In 2006 four parties in the town of Kiruna signed an agreement to use their joint resources to create Spaceport Sweden:
Swedish Space Corporation (Esrange Space Center)
The LFV Group (Kiruna Airport)
Progressum (business development in Kiruna)

2. When was the official start of Spaceport Sweden?
Spaceport Sweden was founded in January 2007.

3. Why was Spaceport Sweden built?
The town of Kiruna, where Spaceport Sweden is located, is a space city since the end of the 1950:s. It started out with a group of space physicists, went on with launchings of sounding rockets and large stratospheric balloons, satellite operations and control, testing of new aerospace vehicles. The town hosts a lot of infrastructure related to both space and tourism activities so Kiruna is well prepared for space tourism and more or less made for it. It would be stupid not to move forward to the next step; space tourism.

4. What kind of infrastructure is already in place?
Esrange Space Center has been in operation for suborbital launches since 1966. Here we have the operational facilities needed to communicate with space vehicles, from sounding rockets, stratospheric balloons, UAV:s to satellites and other space vehicles.
Kiruna Airport with a 2500 m runway and a huge hangar to host aerospace vehicles.
Icehotel with its unique hotel build in snow and ice, in addition to a large bouquet of exiting adventures, both during winter and summer, in Swedish Lapland.

5. How and why was the contact with Virgin Galactic achieved?
We contacted VG early in 2006 to interest them in our spaceport. They have been to Kiruna many times and already in an early stage they realized that Spaceport Sweden had a very special and unique touch to offer.
“Spaceport Sweden is very interesting for us thanks to their expertise in space technology and innovative thinking, as well as the fact that Kiruna can offer unique experiences such as the northern lights and the Icehotel during winter and the midnight sun during summer“, says Mr. Will Whitehorn, president of Virgin Galactic.

6. When are Virgin Galactic’s first commercial flights to space supposed to be launched from Spaceport Sweden?
Not earlier than 2012. See the interview with Sir Richard Branson here.

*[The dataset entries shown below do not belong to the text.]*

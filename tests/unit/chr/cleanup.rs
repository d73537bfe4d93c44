//! Tests for blank removal, duplicate folding and bank concatenation

#[cfg(test)]
mod tests {
    use chrpack::ChrError;
    use chrpack::chr::cleanup::{
        TileBank, canonicalize, remove_blank_tiles, remove_duplicate_tiles,
    };
    use chrpack::chr::matching::MatchOptions;
    use chrpack::chr::metasprite::Metasprite;
    use chrpack::chr::sprite::{Sprite, SpriteFlags};
    use chrpack::chr::table::{TileLayout, TileTable};
    use chrpack::chr::tile::{TILE_BYTES, TILE_PIXELS, Tile};
    use rand::rngs::StdRng;
    use rand::{Rng, SeedableRng};

    fn dot(x: usize, y: usize, color: u8) -> Tile {
        let mut pixels = [[0; TILE_PIXELS]; TILE_PIXELS];
        if let Some(pixel) = pixels.get_mut(y).and_then(|row| row.get_mut(x)) {
            *pixel = color;
        }
        Tile::from_indices(&pixels)
    }

    fn on(tile: u8) -> Sprite {
        Sprite::new(0, 0, tile, SpriteFlags::empty())
    }

    fn single(tiles: Vec<Tile>) -> TileTable {
        TileTable::with_tiles(tiles, TileLayout::Single)
    }

    // Pixel seen through a sprite's transform bits
    fn rendered(table: &TileTable, sprite: &Sprite, x: usize, y: usize) -> u8 {
        let x = if sprite.flags.contains(SpriteFlags::MIRROR) { TILE_PIXELS - 1 - x } else { x };
        let y = if sprite.flags.contains(SpriteFlags::FLIP) { TILE_PIXELS - 1 - y } else { y };
        table.get(sprite.position()).map_or(0, |tile| tile.pixel(x, y))
    }

    // Pixel of an 8x16 sprite; a vertical flip also swaps the two halves
    fn rendered_tall(table: &TileTable, sprite: &Sprite, x: usize, y: usize) -> u8 {
        let height = 2 * TILE_PIXELS;
        let x = if sprite.flags.contains(SpriteFlags::MIRROR) { TILE_PIXELS - 1 - x } else { x };
        let y = if sprite.flags.contains(SpriteFlags::FLIP) { height - 1 - y } else { y };
        table
            .get(sprite.position() + y / TILE_PIXELS)
            .map_or(0, |tile| tile.pixel(x, y % TILE_PIXELS))
    }

    fn tiles_of(metasprite: &Metasprite) -> Vec<u8> {
        metasprite.iter().map(|s| s.tile).collect()
    }

    // Tests blank tiles disappear with their sprites and later indices shift
    // Verified by not shifting indices above the removed tile
    #[test]
    fn test_remove_blank_tiles() {
        let a = dot(0, 0, 1);
        let b = dot(1, 1, 2);
        let mut table = single(vec![Tile::default(), a, Tile::default(), b]);
        let mut metasprite = Metasprite::with_sprites(vec![on(0), on(1), on(2), on(3)]);

        let removed = remove_blank_tiles(&mut table, &mut metasprite);

        assert_eq!(removed, 2);
        assert_eq!(table.tiles(), &[a, b]);
        assert_eq!(tiles_of(&metasprite), vec![0, 1]);
    }

    // Tests an 8x16 unit is kept when only one half is blank
    // Verified by testing only the top half for blankness
    #[test]
    fn test_remove_blank_pairs() {
        let a = dot(2, 2, 3);
        let mut table = TileTable::with_tiles(
            vec![Tile::default(), Tile::default(), Tile::default(), a],
            TileLayout::Paired,
        );
        let mut metasprite = Metasprite::with_sprites(vec![on(0), on(2)]);

        let removed = remove_blank_tiles(&mut table, &mut metasprite);

        assert_eq!(removed, 1);
        assert_eq!(table.tiles(), &[Tile::default(), a]);
        assert_eq!(metasprite.sprites(), &[on(0)]);
    }

    // Tests sprites above a removed 8x16 unit move down by two in both passes
    // Verified by shifting indices by one regardless of layout
    #[test]
    fn test_paired_removal_shifts_by_two() {
        let (a, b, c, d) = (dot(0, 1, 1), dot(2, 3, 1), dot(4, 5, 2), dot(6, 7, 2));
        let mut table = TileTable::with_tiles(
            vec![a, b, Tile::default(), Tile::default(), a, b, c, d],
            TileLayout::Paired,
        );
        let mut metasprite = Metasprite::with_sprites(vec![on(0), on(2), on(4), on(6)]);

        let blanks = remove_blank_tiles(&mut table, &mut metasprite);
        assert_eq!(blanks, 1);
        assert_eq!(table.tiles(), &[a, b, a, b, c, d]);
        assert_eq!(tiles_of(&metasprite), vec![0, 2, 4]);

        let duplicates =
            remove_duplicate_tiles(&mut table, &mut [&mut metasprite], MatchOptions::EXACT);
        assert_eq!(duplicates, 1);
        assert_eq!(table.tiles(), &[a, b, c, d]);
        assert_eq!(tiles_of(&metasprite), vec![0, 0, 2]);
    }

    // Tests 8x16 units fold under every relation with the matching transform bits
    // Verified by comparing flipped units half against same half
    #[test]
    fn test_paired_relations_fold() {
        let (a, b) = (dot(1, 2, 1), dot(5, 6, 2));
        let (c, d) = (dot(0, 0, 3), dot(7, 7, 3));
        let mut table = TileTable::with_tiles(
            vec![
                a,
                b,
                c,
                d,
                a.mirrored(),
                b.mirrored(),
                b.flipped(),
                a.flipped(),
                b.mirrored().flipped(),
                a.mirrored().flipped(),
            ],
            TileLayout::Paired,
        );
        let mut metasprite = Metasprite::with_sprites(vec![
            on(0),
            on(2),
            on(4),
            on(6),
            Sprite::new(0, 0, 8, SpriteFlags::FLIP),
        ]);

        let removed =
            remove_duplicate_tiles(&mut table, &mut [&mut metasprite], MatchOptions::ALL);

        assert_eq!(removed, 3);
        assert_eq!(table.tiles(), &[a, b, c, d]);
        assert_eq!(
            metasprite.sprites(),
            &[
                on(0),
                on(2),
                Sprite::new(0, 0, 0, SpriteFlags::MIRROR),
                Sprite::new(0, 0, 0, SpriteFlags::FLIP),
                Sprite::new(0, 0, 0, SpriteFlags::MIRROR),
            ]
        );
    }

    // Tests the earliest occurrence survives and the first relation found wins
    // Verified by searching representatives from the highest index down
    #[test]
    fn test_duplicates_fold_onto_earliest() {
        let a = dot(1, 2, 1);
        let mut table = single(vec![a, dot(5, 5, 2), a.mirrored(), a]);
        let mut metasprite = Metasprite::with_sprites(vec![on(0), on(1), on(2), on(3)]);

        let removed = remove_duplicate_tiles(
            &mut table,
            &mut [&mut metasprite],
            MatchOptions::new(true, false),
        );

        assert_eq!(removed, 2);
        assert_eq!(table.tiles(), &[a, dot(5, 5, 2)]);
        let placed: Vec<(u8, SpriteFlags)> =
            metasprite.iter().map(|s| (s.tile, s.flags)).collect();
        assert_eq!(
            placed,
            vec![
                (0, SpriteFlags::empty()),
                (1, SpriteFlags::empty()),
                (0, SpriteFlags::MIRROR),
                (0, SpriteFlags::empty()),
            ]
        );
    }

    // Tests every metasprite sharing a table is rewritten
    // Verified by remapping only the first list
    #[test]
    fn test_duplicates_rewrite_all_lists() {
        let a = dot(0, 3, 1);
        let mut table = single(vec![a, dot(4, 4, 1), a.flipped()]);
        let mut first = Metasprite::with_sprites(vec![on(2)]);
        let mut second = Metasprite::with_sprites(vec![on(1), on(2)]);

        remove_duplicate_tiles(
            &mut table,
            &mut [&mut first, &mut second],
            MatchOptions::new(false, true),
        );

        assert_eq!(first.sprites(), &[Sprite::new(0, 0, 0, SpriteFlags::FLIP)]);
        assert_eq!(
            second.sprites(),
            &[on(1), Sprite::new(0, 0, 0, SpriteFlags::FLIP)]
        );
    }

    // Tests cleanup keeps every rendered pixel and leaves no redundancy behind
    // Verified by overwriting flags instead of toggling them on redirect
    #[test]
    fn test_canonicalize_preserves_rendering() {
        let mut rng = StdRng::seed_from_u64(42);
        let bases: Vec<Tile> = (0..6)
            .map(|_| dot(rng.random_range(0..8), rng.random_range(0..8), rng.random_range(1..4)))
            .collect();

        let tiles: Vec<Tile> = (0..48)
            .map(|_| {
                let base = bases
                    .get(rng.random_range(0..bases.len()))
                    .copied()
                    .unwrap_or_default();
                match rng.random_range(0..5) {
                    0 => Tile::default(),
                    1 => base.mirrored(),
                    2 => base.flipped(),
                    3 => base.mirrored().flipped(),
                    _ => base,
                }
            })
            .collect();
        let original = single(tiles);
        let mut sprites: Vec<Sprite> = (0..48)
            .map(|i| Sprite::new(0, 0, i, SpriteFlags::with_palette(1)))
            .collect();
        sprites.push(Sprite::new(0, 0, 5, SpriteFlags::MIRROR | SpriteFlags::FLIP));
        let source = Metasprite::with_sprites(sprites);

        let mut table = original.clone();
        let mut metasprite = source.clone();
        let report = canonicalize(&mut table, &mut metasprite, MatchOptions::ALL);

        assert_eq!(report.remaining_tiles, table.len());
        assert!(table.len() <= bases.len());

        let survivors = source
            .iter()
            .filter(|s| original.get(s.position()).is_some_and(|t| !t.is_empty()));
        let mut kept = metasprite.iter();
        for before in survivors {
            let after = kept.next().copied().unwrap_or_default();
            assert_eq!(after.flags.palette(), before.flags.palette());
            for y in 0..TILE_PIXELS {
                for x in 0..TILE_PIXELS {
                    assert_eq!(
                        rendered(&table, &after, x, y),
                        rendered(&original, before, x, y)
                    );
                }
            }
        }
        assert!(kept.next().is_none());

        let mut again_table = table.clone();
        let mut again = metasprite.clone();
        let second = canonicalize(&mut again_table, &mut again, MatchOptions::ALL);
        assert_eq!(second.blank_units + second.duplicate_units, 0);
        assert_eq!(again_table, table);
        assert_eq!(again, metasprite);
    }

    // Tests 8x16 cleanup keeps every rendered pixel when flips swap the halves
    // Verified by comparing flipped units half against same half
    #[test]
    fn test_canonicalize_preserves_tall_rendering() {
        let mut rng = StdRng::seed_from_u64(7);
        let bases: Vec<[Tile; 2]> = (0..4)
            .map(|_| {
                let mut half = || {
                    dot(rng.random_range(0..8), rng.random_range(0..8), rng.random_range(1..4))
                };
                [half(), half()]
            })
            .collect();

        let tiles: Vec<Tile> = (0..24)
            .flat_map(|_| {
                let [top, bottom] = bases
                    .get(rng.random_range(0..bases.len()))
                    .copied()
                    .unwrap_or_default();
                match rng.random_range(0..5) {
                    0 => [Tile::default(), Tile::default()],
                    1 => [top.mirrored(), bottom.mirrored()],
                    2 => [bottom.flipped(), top.flipped()],
                    3 => [bottom.mirrored().flipped(), top.mirrored().flipped()],
                    _ => [top, bottom],
                }
            })
            .collect();
        let original = TileTable::with_tiles(tiles, TileLayout::Paired);
        let mut sprites: Vec<Sprite> = (0..24)
            .map(|unit| Sprite::new(0, 0, unit * 2, SpriteFlags::with_palette(2)))
            .collect();
        sprites.push(Sprite::new(0, 0, 6, SpriteFlags::MIRROR | SpriteFlags::FLIP));
        let source = Metasprite::with_sprites(sprites);

        let mut table = original.clone();
        let mut metasprite = source.clone();
        canonicalize(&mut table, &mut metasprite, MatchOptions::ALL);

        assert_eq!(table.len() % 2, 0);
        assert!(table.len() <= 2 * bases.len());

        let survivors = source.iter().filter(|s| {
            (0..2).any(|half| original.get(s.position() + half).is_some_and(|t| !t.is_empty()))
        });
        let mut kept = metasprite.iter();
        for before in survivors {
            let after = kept.next().copied().unwrap_or_default();
            assert_eq!(after.tile % 2, 0);
            assert_eq!(after.flags.palette(), before.flags.palette());
            for y in 0..2 * TILE_PIXELS {
                for x in 0..TILE_PIXELS {
                    assert_eq!(
                        rendered_tall(&table, &after, x, y),
                        rendered_tall(&original, before, x, y)
                    );
                }
            }
        }
        assert!(kept.next().is_none());

        let mut again_table = table.clone();
        let mut again = metasprite.clone();
        let second = canonicalize(&mut again_table, &mut again, MatchOptions::ALL);
        assert_eq!(second.blank_units + second.duplicate_units, 0);
        assert_eq!(again_table, table);
    }

    // Tests concatenation rebases the new metasprite and folds shared tiles
    // Verified by skipping the bias before appending
    #[test]
    fn test_bank_concatenate() {
        let (a, b, c, d) = (dot(0, 0, 1), dot(1, 0, 1), dot(2, 0, 1), dot(3, 0, 1));
        let mut bank = TileBank::new(TileLayout::Single, MatchOptions::EXACT);

        let first = bank.concatenate(
            single(vec![a, b, c]),
            Metasprite::with_sprites(vec![on(0), on(2)]),
        );
        assert!(matches!(first, Ok(0)));

        let second = bank.concatenate(
            single(vec![a, d]),
            Metasprite::with_sprites(vec![on(0), on(1)]),
        );
        assert!(matches!(second, Ok(1)));

        assert_eq!(bank.table().tiles(), &[a, b, c, d]);
        assert_eq!(
            bank.metasprites(),
            &[
                Metasprite::with_sprites(vec![on(0), on(2)]),
                Metasprite::with_sprites(vec![on(0), on(3)]),
            ]
        );

        let (table, lists) = bank.into_parts();
        assert_eq!(table.len(), 4);
        assert_eq!(lists.len(), 2);
    }

    // Tests rebasing is checked before folding, leaving the bank untouched
    // Verified by folding duplicates before biasing the metasprite
    #[test]
    fn test_bank_rebase_overflow() {
        let numbered: Vec<Tile> = (0..200_u8)
            .map(|n| {
                let mut bytes = [0; TILE_BYTES];
                bytes[0] = n;
                bytes[1] = 1;
                Tile::from_bytes(&bytes)
            })
            .collect();
        let repeated: Vec<Tile> = numbered.iter().take(100).copied().collect();
        let mut bank = TileBank::new(TileLayout::Single, MatchOptions::EXACT);
        assert!(bank.concatenate(single(numbered), Metasprite::new()).is_ok());

        let overflow = bank.concatenate(single(repeated), Metasprite::with_sprites(vec![on(99)]));

        assert!(matches!(
            overflow,
            Err(ChrError::InvalidTileIndex { index: 299, .. })
        ));
        assert_eq!(bank.table().len(), 200);
        assert_eq!(bank.metasprites().len(), 1);
    }

    // Tests concatenation rejects mismatched layouts and dangling sprites
    // Verified by removing the validation step
    #[test]
    fn test_bank_concatenate_errors() {
        let mut bank = TileBank::new(TileLayout::Paired, MatchOptions::ALL);
        let wrong_layout = bank.concatenate(single(vec![dot(0, 0, 1)]), Metasprite::new());
        assert!(matches!(wrong_layout, Err(ChrError::InvalidSourceData { .. })));

        let pair = TileTable::with_tiles(vec![dot(0, 0, 1), dot(1, 1, 1)], TileLayout::Paired);
        let dangling = bank.concatenate(pair, Metasprite::with_sprites(vec![on(2)]));
        assert!(matches!(dangling, Err(ChrError::InvalidTileIndex { .. })));
        assert!(bank.table().is_empty());
        assert!(bank.metasprites().is_empty());
    }
}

7. How many flights are you planning to do from Spaceport Sweden?
We plan to make 3-4 flight a week, each with 6 passengers, to begin with.

8. Are you planning to fly all year around?
We are planning to fly both during the winter and the summer season.
January – Mars, when we can offer nights with Aurora (northern lights) and all winter activities on ground are in full operation.
June – September, when we can offer flights in the midnight sun. In September the light conditions will be normal again and the autumn colors start to appear.

9. How do you sell your tickets?
We do not sell tickets. They are sold by travel agencies that are collaborating with Virgin Galactic or other spaceship operators planning to fly from Spaceport Sweden.

10. One of the existing airport assets you are offering is the Arena Artica with a hangar space of 5.000 m2 operating at +18 C for outside temperatures of -20 C and below. Do you expect any modifications of the hangar for commercial suborbital flights with respect to passenger handling and/or for flight monitoring and control activities.
We are definitely going to modify Kiruna Airport so that it suits space travel better. For the moment a master plan for the airport is taking shape and it will be ready early next year.

11. Do you need special preparations for security and/or flight emergencies at the Spaceport?
Most of the preparations are similar to ordinary jet operations, but we will need to work with Virgin Galactic on the special requirements for handling and fueling the rocket engine. We are also working with the air traffic controllers to develop the routine and contingency operations for these flights.

12. Are you planning to augment the existing airport operations personnel?
This will depend on the handling requirements, initially we intend to work very closely with the Virgin Galactic and Scaled Composites staff.

13. Do you foresee a back-up landing option?
There are several alternate airport landing options. When the spaceship is ready to be released we will have full access to the runway at Spaceport Sweden.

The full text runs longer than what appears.